Sophia was the oldest Armitt sister, born in 1847. Her father, William Armitt, was an overseer for the city of Salford, and he believed his children deserved a first-class education – this was unusual in the mid-nineteenth century, especially for a father of daughters. Together with her younger sisters, Annie Maria and Mary Louisa (known as Louie to her family), Armitt attended Islington House Academy in Salford, and her specialist subjects were botany and art. She later studied at the Manchester School of Art.

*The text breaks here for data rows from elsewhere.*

//! # PageBuilder - Incremental Page Construction
//!
//! `PageBuilder` is the producer-side half of the codec. Plugin code stages
//! one row at a time through typed setters, then commits it with
//! `add_record`, which serializes the staged values into the current buffer.
//! When the buffer cannot hold another worst-case record plus the
//! accumulated reference payload, the builder flushes it into an immutable
//! `Page`, hands the page to the output sink, and starts a fresh buffer.
//!
//! ## Usage
//!
//! ```ignore
//! let mut builder = PageBuilder::new(allocator, schema, Box::new(output));
//! builder.set_long(0, 42)?;
//! builder.set_string(1, "hello")?;
//! builder.add_record()?;
//! builder.finish()?;
//! ```
//!
//! ## Ownership
//!
//! The accumulating buffer lives in an `Option`; flushing `take`s it into
//! the page, so writing into a buffer that was already handed off is
//! unrepresentable. A new buffer is always allocated after a flush - pages
//! never share memory with the builder.
//!
//! ## Thread Safety
//!
//! A builder is a single-writer object. Run one builder per worker; the
//! shared allocator is the only cross-worker component.

use std::sync::Arc;

use eyre::Result;
use serde_json::Value as JsonValue;
use smallvec::SmallVec;

use crate::memory::{Buffer, BufferAllocator};
use crate::output::PageOutput;
use crate::page::layout::{PageLayout, PAGE_HEADER_SIZE, RECORD_LENGTH_SIZE};
use crate::page::Page;
use crate::types::{ColumnType, Schema, Timestamp, Value};

/// Flat size estimate for a staged JSON value; its real footprint is not
/// known until the consumer serializes it.
const JSON_REFERENCE_SIZE_ESTIMATE: usize = 256;

pub struct PageBuilder {
    allocator: Arc<dyn BufferAllocator>,
    output: Box<dyn PageOutput>,
    schema: Schema,
    layout: PageLayout,

    buffer: Option<Buffer>,
    record_count: usize,
    position: usize,
    null_bits: SmallVec<[u8; 8]>,
    row: Row,
    string_references: Vec<String>,
    json_references: Vec<JsonValue>,
    reference_size: usize,
    finished: bool,
}

impl PageBuilder {
    pub fn new(
        allocator: Arc<dyn BufferAllocator>,
        schema: Schema,
        output: Box<dyn PageOutput>,
    ) -> Self {
        let layout = PageLayout::new(&schema);
        let row = Row::new(schema.column_count());
        let null_bits = SmallVec::from_elem(0xff, layout.null_bitmap_size());
        let mut builder = Self {
            allocator,
            output,
            schema,
            layout,
            buffer: None,
            record_count: 0,
            position: PAGE_HEADER_SIZE,
            null_bits,
            row,
            string_references: Vec::new(),
            json_references: Vec::new(),
            reference_size: 0,
            finished: false,
        };
        builder.new_buffer();
        builder
    }

    pub fn schema(&self) -> &Schema {
        &self.schema
    }

    fn new_buffer(&mut self) {
        let min_capacity = PAGE_HEADER_SIZE + self.layout.fixed_record_size();
        self.buffer = Some(self.allocator.allocate(min_capacity));
        self.record_count = 0;
        self.position = PAGE_HEADER_SIZE;
        self.string_references = Vec::new();
        self.json_references = Vec::new();
        self.reference_size = 0;
    }

    fn staging_checked(&self, column_index: usize, staged: ColumnType) -> Result<()> {
        eyre::ensure!(!self.finished, "page builder is already finished");
        let column = self.schema.column(column_index).ok_or_else(|| {
            eyre::eyre!(
                "column index {} out of range for schema with {} columns",
                column_index,
                self.schema.column_count()
            )
        })?;
        eyre::ensure!(
            column.column_type() == staged,
            "type mismatch on column {} '{}': declared {}, staged {}",
            column_index,
            column.name(),
            column.column_type(),
            staged
        );
        Ok(())
    }

    pub fn set_null(&mut self, column_index: usize) -> Result<()> {
        eyre::ensure!(!self.finished, "page builder is already finished");
        eyre::ensure!(
            column_index < self.schema.column_count(),
            "column index {} out of range for schema with {} columns",
            column_index,
            self.schema.column_count()
        );
        self.row.set(column_index, Value::Null);
        Ok(())
    }

    pub fn set_boolean(&mut self, column_index: usize, value: bool) -> Result<()> {
        self.staging_checked(column_index, ColumnType::Boolean)?;
        self.row.set(column_index, Value::Boolean(value));
        Ok(())
    }

    pub fn set_long(&mut self, column_index: usize, value: i64) -> Result<()> {
        self.staging_checked(column_index, ColumnType::Long)?;
        self.row.set(column_index, Value::Long(value));
        Ok(())
    }

    pub fn set_double(&mut self, column_index: usize, value: f64) -> Result<()> {
        self.staging_checked(column_index, ColumnType::Double)?;
        self.row.set(column_index, Value::Double(value));
        Ok(())
    }

    pub fn set_string(&mut self, column_index: usize, value: impl Into<String>) -> Result<()> {
        self.staging_checked(column_index, ColumnType::String)?;
        self.row.set(column_index, Value::from(value.into()));
        Ok(())
    }

    pub fn set_json(&mut self, column_index: usize, value: JsonValue) -> Result<()> {
        self.staging_checked(column_index, ColumnType::Json)?;
        self.row.set(column_index, Value::from(value));
        Ok(())
    }

    pub fn set_timestamp(&mut self, column_index: usize, value: Timestamp) -> Result<()> {
        self.staging_checked(column_index, ColumnType::Timestamp)?;
        self.row.set(column_index, Value::Timestamp(value));
        Ok(())
    }

    /// Stages any value through one exhaustive dispatch. `Value::Null` is
    /// accepted for every column.
    pub fn set_value(&mut self, column_index: usize, value: Value<'_>) -> Result<()> {
        match value {
            Value::Null => self.set_null(column_index),
            Value::Boolean(v) => self.set_boolean(column_index, v),
            Value::Long(v) => self.set_long(column_index, v),
            Value::Double(v) => self.set_double(column_index, v),
            Value::String(v) => self.set_string(column_index, v),
            Value::Json(v) => self.set_json(column_index, v.into_owned()),
            Value::Timestamp(v) => self.set_timestamp(column_index, v),
        }
    }

    /// Commits the staged row into the current buffer and resets the
    /// staging area. Flushes first if the buffer could not hold a further
    /// worst-case record on top of this one.
    pub fn add_record(&mut self) -> Result<()> {
        eyre::ensure!(!self.finished, "page builder is already finished");
        let buffer = self
            .buffer
            .as_mut()
            .ok_or_else(|| eyre::eyre!("page builder is closed"))?;
        let capacity = buffer.capacity();
        let position = self.position;

        for index in 0..self.row.slots.len() {
            let value = self.row.take(index);
            let offset = position + self.layout.column_offset(index);
            match value {
                Value::Null => continue,
                Value::Boolean(v) => buffer.put_u8(offset, v as u8),
                Value::Long(v) => buffer.put_i64(offset, v),
                Value::Double(v) => buffer.put_f64(offset, v),
                Value::String(v) => {
                    let reference = self.string_references.len() as u32;
                    let v = v.into_owned();
                    // Reference payload is estimated, not measured: two
                    // bytes per byte of text plus a length word. Only the
                    // rotation decision consumes this number.
                    self.reference_size += v.len() * 2 + 4;
                    self.string_references.push(v);
                    buffer.put_u32(offset, reference);
                }
                Value::Json(v) => {
                    let reference = self.json_references.len() as u32;
                    self.json_references.push(v.into_owned());
                    self.reference_size += JSON_REFERENCE_SIZE_ESTIMATE;
                    buffer.put_u32(offset, reference);
                }
                Value::Timestamp(v) => {
                    buffer.put_i64(offset, v.epoch_seconds());
                    buffer.put_u32(offset + 8, v.nanos());
                }
            }
            self.null_bits[index >> 3] &= !(1 << (index & 7));
        }

        let record_size = self.layout.fixed_record_size();
        buffer.put_i32(position, record_size as i32);
        buffer.put_slice(position + RECORD_LENGTH_SIZE, &self.null_bits);

        self.record_count += 1;
        self.position += record_size;
        self.null_bits.fill(0xff);

        // Rotate early: the next record is assumed worst-case, and the
        // accumulated reference estimate counts against the same budget.
        if capacity < self.position + record_size + self.reference_size {
            self.flush()?;
        }
        Ok(())
    }

    fn flush_page(&mut self) -> Result<()> {
        if self.record_count == 0 {
            return Ok(());
        }
        if let Some(mut buffer) = self.buffer.take() {
            buffer.put_i32(0, self.record_count as i32);
            buffer.set_limit(self.position);
            tracing::debug!(
                records = self.record_count,
                bytes = self.position,
                strings = self.string_references.len(),
                "page flushed to output"
            );
            let page = Page::new(
                buffer,
                std::mem::take(&mut self.string_references),
                std::mem::take(&mut self.json_references),
            );
            self.output.add(page)?;
        }
        Ok(())
    }

    /// Emits the current buffer as a page if it holds at least one record,
    /// then ensures a fresh buffer. Flushing an empty buffer is a no-op.
    pub fn flush(&mut self) -> Result<()> {
        eyre::ensure!(!self.finished, "page builder is already finished");
        self.flush_page()?;
        if self.buffer.is_none() {
            self.new_buffer();
        }
        Ok(())
    }

    /// Flushes pending records and signals completion to the output sink.
    /// No further staging or commits are valid afterwards.
    pub fn finish(&mut self) -> Result<()> {
        eyre::ensure!(!self.finished, "page builder is already finished");
        self.flush_page()?;
        self.finished = true;
        self.output.finish()
    }

    /// Abort path: releases the accumulating buffer without flushing -
    /// uncommitted rows and committed-but-unflushed records are discarded -
    /// then closes the output sink. Safe to call after `finish`.
    pub fn close(&mut self) -> Result<()> {
        if let Some(buffer) = self.buffer.take() {
            if self.record_count > 0 {
                tracing::debug!(
                    discarded = self.record_count,
                    "releasing buffer without flush"
                );
            }
            buffer.release();
        }
        self.output.close()
    }
}

/// Staging area between setter calls and `add_record`.
///
/// Holds exactly one value per column; setting a column twice before a
/// commit overwrites the earlier value. Committing drains every slot back
/// to `Null`, so the row is reused across records without reallocation.
struct Row {
    slots: Vec<Value<'static>>,
}

impl Row {
    fn new(column_count: usize) -> Self {
        Self {
            slots: vec![Value::Null; column_count],
        }
    }

    fn set(&mut self, index: usize, value: Value<'static>) {
        self.slots[index] = value;
    }

    fn take(&mut self, index: usize) -> Value<'static> {
        std::mem::replace(&mut self.slots[index], Value::Null)
    }
}
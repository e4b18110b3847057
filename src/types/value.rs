//! # Runtime Value Representation
//!
//! `Value<'a>` is the tagged union carried between plugin code and the page
//! codec: one variant per supported column type plus `Null`. The builder
//! stages owned values (`Value<'static>`); the reader hands back values that
//! borrow from the page's reference lists, using `Cow` so either side works
//! through the same type.
//!
//! | Variant | Rust type | Column type |
//! |---------|-----------|-------------|
//! | Null | - | any |
//! | Boolean | bool | boolean |
//! | Long | i64 | long |
//! | Double | f64 | double |
//! | String | Cow<str> | string |
//! | Json | Cow<serde_json::Value> | json |
//! | Timestamp | Timestamp | timestamp |
//!
//! Dispatching over a value is a single exhaustive match, so an unhandled
//! type is a compile error rather than a runtime fault.

use std::borrow::Cow;

use serde_json::Value as JsonValue;

use crate::types::{ColumnType, Timestamp};

#[derive(Debug, Clone, PartialEq)]
pub enum Value<'a> {
    Null,
    Boolean(bool),
    Long(i64),
    Double(f64),
    String(Cow<'a, str>),
    Json(Cow<'a, JsonValue>),
    Timestamp(Timestamp),
}

impl<'a> Value<'a> {
    pub fn is_null(&self) -> bool {
        matches!(self, Value::Null)
    }

    /// The column type this value belongs to, or `None` for `Null` (which
    /// is accepted by every column).
    pub fn column_type(&self) -> Option<ColumnType> {
        match self {
            Value::Null => None,
            Value::Boolean(_) => Some(ColumnType::Boolean),
            Value::Long(_) => Some(ColumnType::Long),
            Value::Double(_) => Some(ColumnType::Double),
            Value::String(_) => Some(ColumnType::String),
            Value::Json(_) => Some(ColumnType::Json),
            Value::Timestamp(_) => Some(ColumnType::Timestamp),
        }
    }

    /// Detaches the value from any borrowed page data.
    pub fn into_owned(self) -> Value<'static> {
        match self {
            Value::Null => Value::Null,
            Value::Boolean(v) => Value::Boolean(v),
            Value::Long(v) => Value::Long(v),
            Value::Double(v) => Value::Double(v),
            Value::String(v) => Value::String(Cow::Owned(v.into_owned())),
            Value::Json(v) => Value::Json(Cow::Owned(v.into_owned())),
            Value::Timestamp(v) => Value::Timestamp(v),
        }
    }
}

impl From<bool> for Value<'static> {
    fn from(v: bool) -> Self {
        Value::Boolean(v)
    }
}

impl From<i64> for Value<'static> {
    fn from(v: i64) -> Self {
        Value::Long(v)
    }
}

impl From<f64> for Value<'static> {
    fn from(v: f64) -> Self {
        Value::Double(v)
    }
}

impl From<String> for Value<'static> {
    fn from(v: String) -> Self {
        Value::String(Cow::Owned(v))
    }
}

impl<'a> From<&'a str> for Value<'a> {
    fn from(v: &'a str) -> Self {
        Value::String(Cow::Borrowed(v))
    }
}

impl From<JsonValue> for Value<'static> {
    fn from(v: JsonValue) -> Self {
        Value::Json(Cow::Owned(v))
    }
}

impl From<Timestamp> for Value<'static> {
    fn from(v: Timestamp) -> Self {
        Value::Timestamp(v)
    }
}
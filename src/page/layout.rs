//! # Page Binary Layout
//!
//! Layout math for the page wire shape, derived once per schema and cached.
//!
//! ```text
//! +-------------------+--------------------------------------------+
//! | Page Header       | Records                                    |
//! | (i32 record count)| record, record, ...                        |
//! +-------------------+--------------------------------------------+
//!
//! record:
//! +-------------------+------------------+-------------------------+
//! | Record Length     | Null Bitmap      | Fixed Column Slots      |
//! | (i32)             | [u8; (N+7)/8]    | one slot per column     |
//! +-------------------+------------------+-------------------------+
//! ```
//!
//! Every record in a page has the same byte length: the record header plus
//! the sum of per-type slot sizes. String and JSON slots hold 4-byte
//! indices into the page's out-of-band reference lists, so the fixed region
//! never grows with value size and slot offsets are knowable up front.
//!
//! All multi-byte fields are little-endian.

use crate::types::Schema;

/// Bytes reserved at the front of a page for the record count.
pub const PAGE_HEADER_SIZE: usize = 4;

/// Bytes of the per-record length field.
pub const RECORD_LENGTH_SIZE: usize = 4;

/// Per-schema layout: byte offsets of each column slot relative to the
/// start of a record, plus derived sizes.
#[derive(Debug, Clone)]
pub struct PageLayout {
    column_offsets: Vec<usize>,
    null_bitmap_size: usize,
    fixed_record_size: usize,
}

impl PageLayout {
    pub fn new(schema: &Schema) -> Self {
        let null_bitmap_size = Self::null_bitmap_size_for(schema.column_count());
        let mut column_offsets = Vec::with_capacity(schema.column_count());
        let mut offset = RECORD_LENGTH_SIZE + null_bitmap_size;
        for column in schema.columns() {
            column_offsets.push(offset);
            offset += column.column_type().slot_size();
        }
        Self {
            column_offsets,
            null_bitmap_size,
            fixed_record_size: offset,
        }
    }

    pub fn null_bitmap_size_for(column_count: usize) -> usize {
        column_count.div_ceil(8)
    }

    /// Offset of column `index`'s slot from the start of a record.
    pub fn column_offset(&self, index: usize) -> usize {
        self.column_offsets[index]
    }

    pub fn null_bitmap_size(&self) -> usize {
        self.null_bitmap_size
    }

    pub fn record_header_size(&self) -> usize {
        RECORD_LENGTH_SIZE + self.null_bitmap_size
    }

    /// Full byte length of one record: header plus every column slot.
    pub fn fixed_record_size(&self) -> usize {
        self.fixed_record_size
    }
}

In 1867, William Armitt died suddenly, and the three sisters faced financial uncertainty. They opened a school in Eccles, Lancashire, to support themselves and their mother Mary Ann. Sophia was headmistress, and by all accounts the school was successful and served the local community well. Sophia, Annie and Louie continued to study, attend lectures, and travel in their spare time.

In 1877, the middle sister Annie married Dr Stanford Harris, and the couple moved near Hawkshead. Their mother died in 1879, followed by their Uncle Thomas in 1880, leaving the three sisters a collective legacy that allowed them financial independence. Sophia and Louie sold the Eccles school and moved to Oxford in 1882 so Louie could achieve her dream to become a Reader at the Bodleian Library – she was one of the first women to do so.

Four years later, Sophia and Louie followed Annie to Hawkshead, and the three sisters remained in the Lake District for the rest of their lives. They become good friends with John Ruskin, Charlotte Mason, the Rawnsley brothers, the Arnold family, among many others. They were part of the Lakeland intellectual community in the late nineteenth and early twentieth centuries, although they are not as well remembered as their contemporaries today.

This sketchbook includes many watercolours of fungi Sophia studied in the local area. Like Beatrix Potter, she was fascinated by botany and mushrooms. These pages show Clitocybe salvia and maxima (aka giant clitcybe), found near Rydal Woods in 1906. We also have this painting of brick tuft mushrooms (Hypholoma lateritium) found ‘on a rotten stump’ near Rydal on 24th October 1906.

Sophia died in 1908, leaving her book collection to her youngest sister. When Mary Louisa Armitt died three years later, she left a bequest that her and Sophia’s book collection must be combined with John Ruskin’s library and the Ambleside Book Society’s collection, to create the first subscription library in Ambleside – The Armitt!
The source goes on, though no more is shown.